- Work task:
Starting at the first line and ending at the last, reproduce the records below exactly.

Stored data:
========

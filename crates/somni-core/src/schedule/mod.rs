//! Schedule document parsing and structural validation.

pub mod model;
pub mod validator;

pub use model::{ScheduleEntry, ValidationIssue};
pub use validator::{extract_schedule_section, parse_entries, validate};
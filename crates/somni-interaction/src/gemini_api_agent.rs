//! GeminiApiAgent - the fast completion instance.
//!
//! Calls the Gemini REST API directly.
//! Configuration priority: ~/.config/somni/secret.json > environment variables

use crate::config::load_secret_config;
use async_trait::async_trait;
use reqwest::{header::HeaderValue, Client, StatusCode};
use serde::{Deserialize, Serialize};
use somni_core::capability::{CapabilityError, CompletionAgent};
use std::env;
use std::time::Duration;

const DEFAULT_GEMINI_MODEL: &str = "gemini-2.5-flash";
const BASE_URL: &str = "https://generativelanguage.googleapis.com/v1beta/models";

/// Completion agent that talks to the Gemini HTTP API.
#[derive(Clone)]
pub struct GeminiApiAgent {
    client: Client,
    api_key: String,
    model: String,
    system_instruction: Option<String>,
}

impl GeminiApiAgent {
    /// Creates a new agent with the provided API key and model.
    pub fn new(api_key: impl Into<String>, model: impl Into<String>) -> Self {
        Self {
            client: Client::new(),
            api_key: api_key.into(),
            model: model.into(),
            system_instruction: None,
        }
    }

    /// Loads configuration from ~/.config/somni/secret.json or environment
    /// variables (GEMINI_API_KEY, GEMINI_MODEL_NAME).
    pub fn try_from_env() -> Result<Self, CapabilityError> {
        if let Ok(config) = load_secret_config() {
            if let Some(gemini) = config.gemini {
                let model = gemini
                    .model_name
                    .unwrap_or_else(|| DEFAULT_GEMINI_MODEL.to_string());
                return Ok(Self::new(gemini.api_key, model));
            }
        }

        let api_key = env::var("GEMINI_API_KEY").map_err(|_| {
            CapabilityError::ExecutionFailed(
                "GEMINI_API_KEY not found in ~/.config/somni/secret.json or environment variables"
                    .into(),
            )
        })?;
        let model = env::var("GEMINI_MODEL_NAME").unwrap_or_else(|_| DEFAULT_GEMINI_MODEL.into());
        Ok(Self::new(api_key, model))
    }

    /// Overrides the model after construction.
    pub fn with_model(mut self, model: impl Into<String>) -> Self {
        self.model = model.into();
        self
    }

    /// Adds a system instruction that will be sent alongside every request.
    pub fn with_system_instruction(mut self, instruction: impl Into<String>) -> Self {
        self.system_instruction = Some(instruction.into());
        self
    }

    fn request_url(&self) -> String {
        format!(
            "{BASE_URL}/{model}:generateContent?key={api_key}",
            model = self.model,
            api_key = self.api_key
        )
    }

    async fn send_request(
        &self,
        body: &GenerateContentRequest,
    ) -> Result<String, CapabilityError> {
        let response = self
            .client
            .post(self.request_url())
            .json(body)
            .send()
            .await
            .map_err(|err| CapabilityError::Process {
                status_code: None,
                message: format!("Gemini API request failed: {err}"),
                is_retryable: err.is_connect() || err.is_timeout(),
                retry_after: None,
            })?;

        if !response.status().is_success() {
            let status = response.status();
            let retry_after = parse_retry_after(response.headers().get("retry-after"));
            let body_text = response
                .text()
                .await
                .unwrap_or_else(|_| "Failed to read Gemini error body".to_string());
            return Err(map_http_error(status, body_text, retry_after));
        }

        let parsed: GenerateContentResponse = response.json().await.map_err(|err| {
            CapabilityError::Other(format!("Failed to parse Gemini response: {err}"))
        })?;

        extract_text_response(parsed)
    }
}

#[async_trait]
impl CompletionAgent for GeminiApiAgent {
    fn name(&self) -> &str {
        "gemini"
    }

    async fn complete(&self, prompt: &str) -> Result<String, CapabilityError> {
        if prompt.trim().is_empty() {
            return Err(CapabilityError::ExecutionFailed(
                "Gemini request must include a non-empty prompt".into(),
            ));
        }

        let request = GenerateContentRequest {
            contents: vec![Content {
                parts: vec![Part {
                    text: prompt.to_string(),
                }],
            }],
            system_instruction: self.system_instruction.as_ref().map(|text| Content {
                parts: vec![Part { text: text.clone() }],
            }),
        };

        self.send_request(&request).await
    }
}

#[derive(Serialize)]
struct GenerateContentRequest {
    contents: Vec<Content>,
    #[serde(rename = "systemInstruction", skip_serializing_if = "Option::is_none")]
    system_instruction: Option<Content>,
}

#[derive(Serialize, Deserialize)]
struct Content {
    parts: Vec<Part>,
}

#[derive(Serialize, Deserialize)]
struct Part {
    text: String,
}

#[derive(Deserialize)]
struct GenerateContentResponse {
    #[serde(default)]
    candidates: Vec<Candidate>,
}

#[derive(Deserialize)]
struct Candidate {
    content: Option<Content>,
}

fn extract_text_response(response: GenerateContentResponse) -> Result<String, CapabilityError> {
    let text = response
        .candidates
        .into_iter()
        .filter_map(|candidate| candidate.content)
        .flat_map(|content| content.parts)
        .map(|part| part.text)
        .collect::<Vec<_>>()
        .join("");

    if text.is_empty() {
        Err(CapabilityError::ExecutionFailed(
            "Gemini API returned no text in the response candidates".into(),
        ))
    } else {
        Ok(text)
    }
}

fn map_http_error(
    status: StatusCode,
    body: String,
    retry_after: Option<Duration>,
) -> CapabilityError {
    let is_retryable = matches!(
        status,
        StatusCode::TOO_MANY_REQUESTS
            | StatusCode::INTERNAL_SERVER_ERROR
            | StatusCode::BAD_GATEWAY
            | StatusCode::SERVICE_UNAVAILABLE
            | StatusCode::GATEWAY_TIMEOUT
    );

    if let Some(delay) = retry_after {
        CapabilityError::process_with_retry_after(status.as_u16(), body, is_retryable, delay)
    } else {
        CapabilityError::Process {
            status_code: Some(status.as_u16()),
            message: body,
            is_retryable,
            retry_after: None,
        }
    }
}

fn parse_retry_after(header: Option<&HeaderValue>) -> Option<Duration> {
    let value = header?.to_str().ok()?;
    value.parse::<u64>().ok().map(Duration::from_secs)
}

========

- Task solution:
filename crates/somni-core/src/schedule/mod.rs
//! Schedule document parsing and structural validation.

pub mod model;
pub mod validator;

pub use model::{ScheduleEntry, ValidationIssue};
pub use validator::{extract_schedule_section, parse_entries, validate};
filename crates/somni-interaction/src/gemini_api_agent.rs
//! GeminiApiAgent - the fast completion instance.
//!
//! Calls the Gemini REST API directly.
//! Configuration priority: ~/.config/somni/secret.json > environment variables

use crate::config::load_secret_config;
use async_trait::async_trait;
use reqwest::{header::HeaderValue, Client, StatusCode};
use serde::{Deserialize, Serialize};
use somni_core::capability::{CapabilityError, CompletionAgent};
use std::env;
use std::time::Duration;

const DEFAULT_GEMINI_MODEL: &str = "gemini-2.5-flash";
const BASE_URL: &str = "https://generativelanguage.googleapis.com/v1beta/models";

/// Completion agent that talks to the Gemini HTTP API.
#[derive(Clone)]
pub struct GeminiApiAgent {
    client: Client,
    api_key: String,
    model: String,
    system_instruction: Option<String>,
}

impl GeminiApiAgent {
    /// Creates a new agent with the provided API key and model.
    pub fn new(api_key: impl Into<String>, model: impl Into<String>) -> Self {
        Self {
            client: Client::new(),
            api_key: api_key.into(),
            model: model.into(),
            system_instruction: None,
        }
    }

    /// Loads configuration from ~/.config/somni/secret.json or environment
    /// variables (GEMINI_API_KEY, GEMINI_MODEL_NAME).
    pub fn try_from_env() -> Result<Self, CapabilityError> {
        if let Ok(config) = load_secret_config() {
            if let Some(gemini) = config.gemini {
                let model = gemini
                    .model_name
                    .unwrap_or_else(|| DEFAULT_GEMINI_MODEL.to_string());
                return Ok(Self::new(gemini.api_key, model));
            }
        }

        let api_key = env::var("GEMINI_API_KEY").map_err(|_| {
            CapabilityError::ExecutionFailed(
                "GEMINI_API_KEY not found in ~/.config/somni/secret.json or environment variables"
                    .into(),
            )
        })?;
        let model = env::var("GEMINI_MODEL_NAME").unwrap_or_else(|_| DEFAULT_GEMINI_MODEL.into());
        Ok(Self::new(api_key, model))
    }

    /// Overrides the model after construction.
    pub fn with_model(mut self, model: impl Into<String>) -> Self {
        self.model = model.into();
        self
    }

    /// Adds a system instruction that will be sent alongside every request.
    pub fn with_system_instruction(mut self, instruction: impl Into<String>) -> Self {
        self.system_instruction = Some(instruction.into());
        self
    }

    fn request_url(&self) -> String {
        format!(
            "{BASE_URL}/{model}:generateContent?key={api_key}",
            model = self.model,
            api_key = self.api_key
        )
    }

    async fn send_request(
        &self,
        body: &GenerateContentRequest,
    ) -> Result<String, CapabilityError> {
        let response = self
            .client
            .post(self.request_url())
            .json(body)
            .send()
            .await
            .map_err(|err| CapabilityError::Process {
                status_code: None,
                message: format!("Gemini API request failed: {err}"),
                is_retryable: err.is_connect() || err.is_timeout(),
                retry_after: None,
            })?;

        if !response.status().is_success() {
            let status = response.status();
            let retry_after = parse_retry_after(response.headers().get("retry-after"));
            let body_text = response
                .text()
                .await
                .unwrap_or_else(|_| "Failed to read Gemini error body".to_string());
            return Err(map_http_error(status, body_text, retry_after));
        }

        let parsed: GenerateContentResponse = response.json().await.map_err(|err| {
            CapabilityError::Other(format!("Failed to parse Gemini response: {err}"))
        })?;

        extract_text_response(parsed)
    }
}

#[async_trait]
impl CompletionAgent for GeminiApiAgent {
    fn name(&self) -> &str {
        "gemini"
    }

    async fn complete(&self, prompt: &str) -> Result<String, CapabilityError> {
        if prompt.trim().is_empty() {
            return Err(CapabilityError::ExecutionFailed(
                "Gemini request must include a non-empty prompt".into(),
            ));
        }

        let request = GenerateContentRequest {
            contents: vec![Content {
                parts: vec![Part {
                    text: prompt.to_string(),
                }],
            }],
            system_instruction: self.system_instruction.as_ref().map(|text| Content {
                parts: vec![Part { text: text.clone() }],
            }),
        };

        self.send_request(&request).await
    }
}

#[derive(Serialize)]
struct GenerateContentRequest {
    contents: Vec<Content>,
    #[serde(rename = "systemInstruction", skip_serializing_if = "Option::is_none")]
    system_instruction: Option<Content>,
}

#[derive(Serialize, Deserialize)]
struct Content {
    parts: Vec<Part>,
}

#[derive(Serialize, Deserialize)]
struct Part {
    text: String,
}

#[derive(Deserialize)]
struct GenerateContentResponse {
    #[serde(default)]
    candidates: Vec<Candidate>,
}

#[derive(Deserialize)]
struct Candidate {
    content: Option<Content>,
}

fn extract_text_response(response: GenerateContentResponse) -> Result<String, CapabilityError> {
    let text = response
        .candidates
        .into_iter()
        .filter_map(|candidate| candidate.content)
        .flat_map(|content| content.parts)
        .map(|part| part.text)
        .collect::<Vec<_>>()
        .join("");

    if text.is_empty() {
        Err(CapabilityError::ExecutionFailed(
            "Gemini API returned no text in the response candidates".into(),
        ))
    } else {
        Ok(text)
    }
}

fn map_http_error(
    status: StatusCode,
    body: String,
    retry_after: Option<Duration>,
) -> CapabilityError {
    let is_retryable = matches!(
        status,
        StatusCode::TOO_MANY_REQUESTS
            | StatusCode::INTERNAL_SERVER_ERROR
            | StatusCode::BAD_GATEWAY
            | StatusCode::SERVICE_UNAVAILABLE
            | StatusCode::GATEWAY_TIMEOUT
    );

    if let Some(delay) = retry_after {
        CapabilityError::process_with_retry_after(status.as_u16(), body, is_retryable, delay)
    } else {
        CapabilityError::Process {
            status_code: Some(status.as_u16()),
            message: body,
            is_retryable,
            retry_after: None,
        }
    }
}

fn parse_retry_after(header: Option<&HeaderValue>) -> Option<Duration> {
    let value = header?.to_str().ok()?;
    value.parse::<u64>().ok().map(Duration::from_secs)
}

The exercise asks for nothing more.